Bruno & Celine

Bevor wir in das Haus auf der Metzkauser Straße einziehen konnten, musste erst die untere Etage kernsaniert werden. Wir nahmen solange mit der geräumigen Dachwohnung vorlieb. Die Kinder waren mit Schäferhund Mischling Hannes aufgewachsen, der uns im hohen Alter von 17 Jahren verlassen hat. Als Hannes starb hinterließ er eine große Lücke. Ich erzählte den Kindern, dass Hannes, wie wir beim Umzug, die Räume gewechselt habe, und dass er nun im Himmel wohne. Er hat beim Umzug keine Lieblingssachen in den Koffer gepackt, sondern ganz viele kleine Geschichten. Jeden Abend würde er nun im Himmel auf seiner Wolke sitzen, diese einzeln aus dem Koffer holen und zu den Kindern in die Betten fallen lassen. Täglich gab es von da an eine „Hannes Gute Nacht Geschichte“.  Ich weiß, dass uns die treuen Seelen nie verlassen – aber so fanden auch die Kinder ihren Trost.

 

Meine Mutter versorgte die Kinder fortwährend mit neuen Spielen und Büchern. Heiß begehrt war das Buch über Hunderassen, in dem wir auf den „Whippet“ stießen. Obwohl sie sehr mager und empfindlich aussahen, war ich gleich fasziniert. Die Rassebeschreibung lass sich so, dass diese Hunde gut in eine Familie mit kleinen Kindern passen könnten. Ohne Hund kann man nicht sein, und um die Rasse besser kennen zu lernen, besuchten wir einige Whippetzüchter.

Dabei trafen wir Bruno, also eigentlich Calvin Klein. Der Welpe war schon vergeben. Aber der Züchter rief mich einige Wochen nach unserem Besuch an und teilte mit, dass der Rüde wieder frei sei. So kam es, dass Bruno bei uns einzog. Knapp fünf Monate später besuchten wir eine Whippet-Ausstellung und trafen dort den Züchter wieder. Es sei noch eine Hündin aus dem C-Wurf frei, sie sei zu schmal und hochbeinig für die Zucht, ob wir sie dazu nehmen wollten. Als Celine auf mich zukam, war das keine Frage mehr – sie hat mir direkt ins Herz geschaut.

 

Mit der Aufnahme von Celine haben wir uns bewusst für eine Mehrhundehaltung entschieden.
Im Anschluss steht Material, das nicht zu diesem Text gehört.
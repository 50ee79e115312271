//! The `prepare`, `run` and `cleanup` workflows.
//!
//! Steps run strictly in order and the first failure aborts the workflow.
//! Nothing is rolled back: a half-prepared container stays where it stopped
//! until the next `prepare` or `cleanup` removes it.

use std::path::{Path, PathBuf};
use std::sync::Arc;

use lxr_runner::HostTools;
use tracing::{info, warn};

use crate::cleanup::{CleanupManager, SweepReport};
use crate::config::ContainerSpec;
use crate::error::{OrchestratorError, OrchestratorResult};
use crate::image::{EnsuredImage, ImageManager};
use crate::lifecycle::{ContainerLifecycle, Destroyed, RetryPolicy};
use crate::readiness::{Readiness, ReadinessPoller};
use crate::settings::Settings;
use crate::stage::{StageOutcome, StageRunner};

/// Stage name used for the provisioning script.
pub const PROVISION_STAGE: &str = "provisioning";

/// Knobs for one `prepare` run.
#[derive(Debug, Clone)]
pub struct PrepareOptions {
    pub provision_script: PathBuf,
    /// Number of readiness checks
    pub readiness_timeout: u32,
    pub fail_on_readiness_timeout: bool,
}

/// What `prepare` did.
#[derive(Debug, Clone, PartialEq)]
pub struct PrepareReport {
    pub id: u32,
    pub stale: Destroyed,
    pub image: EnsuredImage,
    pub readiness: Readiness,
    pub provisioning: StageOutcome,
}

/// Which containers `cleanup` removes.
#[derive(Debug, Clone, Copy, PartialEq, Eq)]
pub enum CleanupTarget {
    One(u32),
    All,
}

/// What `cleanup` did.
#[derive(Debug, Clone, PartialEq, Eq)]
pub enum CleanupReport {
    One { id: u32, existed: bool },
    All(SweepReport),
}

/// Wires the components together for one host.
pub struct Orchestrator {
    images: ImageManager,
    lifecycle: ContainerLifecycle,
    readiness: ReadinessPoller,
    stages: StageRunner,
    cleanup: CleanupManager,
}

impl Orchestrator {
    pub fn new(tools: Arc<dyn HostTools>, settings: &Settings) -> Self {
        let retry = RetryPolicy::none()
            .retries(settings.cleanup.destroy_retries)
            .delay(std::time::Duration::from_millis(settings.cleanup.retry_delay_ms));
        let lifecycle = ContainerLifecycle::new(tools.clone()).with_destroy_retry(retry);

        Self {
            images: ImageManager::new(tools.clone()),
            readiness: ReadinessPoller::new(tools.clone(), settings.readiness.target.clone())
                .interval(settings.readiness.interval())
                .check_timeout(settings.readiness.check_timeout()),
            stages: StageRunner::new(tools.clone(), settings.stages.directory.clone()),
            cleanup: CleanupManager::new(
                tools,
                lifecycle.clone(),
                settings.container.name_marker.clone(),
            ),
            lifecycle,
        }
    }

    pub fn images(&self) -> &ImageManager {
        &self.images
    }

    pub fn lifecycle(&self) -> &ContainerLifecycle {
        &self.lifecycle
    }

    /// Destroy any stale container, then create, start, wait for and
    /// provision a fresh one.
    pub async fn prepare(
        &self,
        spec: &ContainerSpec,
        options: &PrepareOptions,
    ) -> OrchestratorResult<PrepareReport> {
        info!("Preparing container {}", spec.id);

        let stale = self.lifecycle.destroy(spec.id).await?;
        let image = self
            .images
            .ensure_present(spec.storage(), &spec.image.template)
            .await?;
        self.lifecycle.create(spec).await?;
        self.lifecycle.start(spec.id).await?;

        let readiness = self
            .readiness
            .wait(spec.id, options.readiness_timeout)
            .await;
        if let Readiness::TimedOut { attempts } = readiness {
            if options.fail_on_readiness_timeout {
                return Err(OrchestratorError::ReadinessTimeout {
                    id: spec.id,
                    target: self.readiness.target().to_string(),
                    attempts,
                });
            }
            warn!(
                "Container {} not ready after {} checks, provisioning anyway",
                spec.id, attempts
            );
        }

        info!("Provisioning container {}", spec.id);
        let provisioning = self
            .stages
            .run_checked(spec.id, &options.provision_script, PROVISION_STAGE)
            .await?;

        info!("Container {} ready", spec.id);
        Ok(PrepareReport {
            id: spec.id,
            stale,
            image,
            readiness,
            provisioning,
        })
    }

    /// Run one job stage script.
    pub async fn run(&self, id: u32, script: &Path, stage: &str) -> OrchestratorResult<StageOutcome> {
        info!("run: {} {}", stage, script.display());
        self.stages.run(id, script, stage).await
    }

    /// Remove one container or every runner container.
    pub async fn cleanup(&self, target: CleanupTarget) -> OrchestratorResult<CleanupReport> {
        match target {
            CleanupTarget::One(id) => Ok(CleanupReport::One {
                id,
                existed: self.cleanup.destroy_one(id).await?,
            }),
            CleanupTarget::All => Ok(CleanupReport::All(self.cleanup.destroy_all().await?)),
        }
    }
}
Bruno war bereits gute vier Monate bei uns. Er zeigte sich als freundlicher, unkomplizierter und gut führbarer Junghund. Hundeerfahrung hatten selbst die Kinder reichlich – schließlich hatte die Oma auch einen Hund – so konnten wir es wagen einen weiteren Hund aufzunehmen. Bruno war der Familienhund: allzeit bereit, beispielsweise zum Joggen mit Papa, zum Kuscheln mit Leonie, zum Spielen mit Lili, aber auch zum Toben mit Lukas. Als Celine dazu kam änderte sich daran nichts, denn Celine war ein „Mama-Hund“. Bruno & Celine begleiten mich durch den Alltag und waren mir bei der Arbeit mit den Pflege- und Gasthunden, jeder auf seine Art und Weise, stets eine Hilfe.

 

Meine Whippets haben mich auf das Schicksal der Windhunde in Spanien aufmerksam gemacht. Und so begann mit ihrem Einzug auch mein Tierschutz-Engagement. Das offene und freundliche Wesen der Beiden verhalf all meinen vielen Pflegehunden, egal welcher Rasse, zu einem guten Start ins neue Leben. Ihre Beständigkeit, ihre höfliche und, ja, zärtliche Art, überzeugte jeden der aufgenommenen Hunde vom Sinn sozialen Verhaltens innerhalb der Gruppe. Ich hätte mir keine besseren Helfer an meiner Seite wünschen können.

 

Bruno und Celine haben mit mir und meiner Familie und meiner Hundegruppe wundervolle gemeinsame und erfüllte Zeiten verbracht. Vier Monate nach der Auflösung des Wurfes wurden sie kurz getrennt, um bei uns wieder aufeinander zu treffen. Sie waren so unterschiedlich wie Feuer und Wasser und gestalteten ihren Alltag doch immer in inniger Zweisamkeit. Bis zuletzt.

 

Jetzt, 16 Jahre später, wurde es Zeit die Räume zu wechseln. Die Kinder sind jetzt erwachsen und brauchen keine Geschichten mehr.

Wenn wir den Wind auf unserer Haut spüren, ist es nie ein einzelner Windhauch – es sind immer zwei – niemals allein und immer an unserer Seite.